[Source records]
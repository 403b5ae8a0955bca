use clap::Parser;
use std::path::PathBuf;

use crate::error::{BikeshareError, Result};

// ── Settings (CLI) ─────────────────────────────────────────────────────────────

/// Explore US bikeshare trip data interactively
#[derive(Parser, Debug, Clone)]
#[command(
    name = "bikeshare",
    about = "Explore US bikeshare trip data interactively",
    version
)]
pub struct Settings {
    /// Directory holding chicago.csv, new_york_city.csv and washington.csv
    #[arg(long, env = "BIKESHARE_DATA_DIR", default_value = ".")]
    pub data_dir: PathBuf,

    /// Logging level
    #[arg(long, default_value = "WARNING", value_parser = ["DEBUG", "INFO", "WARNING", "ERROR"])]
    pub log_level: String,

    /// Enable debug logging
    #[arg(long)]
    pub debug: bool,
}

impl Settings {
    /// Parse the process arguments and environment.
    ///
    /// Usage errors, `--help` and `--version` are handled by clap, which
    /// prints and exits.
    pub fn load() -> Result<Self> {
        Settings::parse().resolve()
    }

    /// Same as [`Settings::load`] but with an explicit argument list, so
    /// tests don't depend on the real command line.
    pub fn load_from_args<I, T>(args: I) -> Result<Self>
    where
        I: IntoIterator<Item = T>,
        T: Into<std::ffi::OsString> + Clone,
    {
        let settings = Settings::try_parse_from(args)
            .map_err(|e| BikeshareError::Config(e.to_string()))?;
        settings.resolve()
    }

    /// Apply the `--debug` override and sanity-check the data directory.
    fn resolve(mut self) -> Result<Self> {
        if self.debug {
            self.log_level = "DEBUG".to_string();
        }

        if self.data_dir.exists() && !self.data_dir.is_dir() {
            return Err(BikeshareError::Config(format!(
                "data directory {} is not a directory",
                self.data_dir.display()
            )));
        }

        Ok(self)
    }
}

// ── Tests ──────────────────────────────────────────────────────────────────────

◆ EXERCISE REQUIREMENTS ◆
In the data above, which lines have "BikeshareError"? Report each of them.

◆ RESULT OF THE TASK ◆
use crate::error::{BikeshareError, Result};
            .map_err(|e| BikeshareError::Config(e.to_string()))?;
            return Err(BikeshareError::Config(format!(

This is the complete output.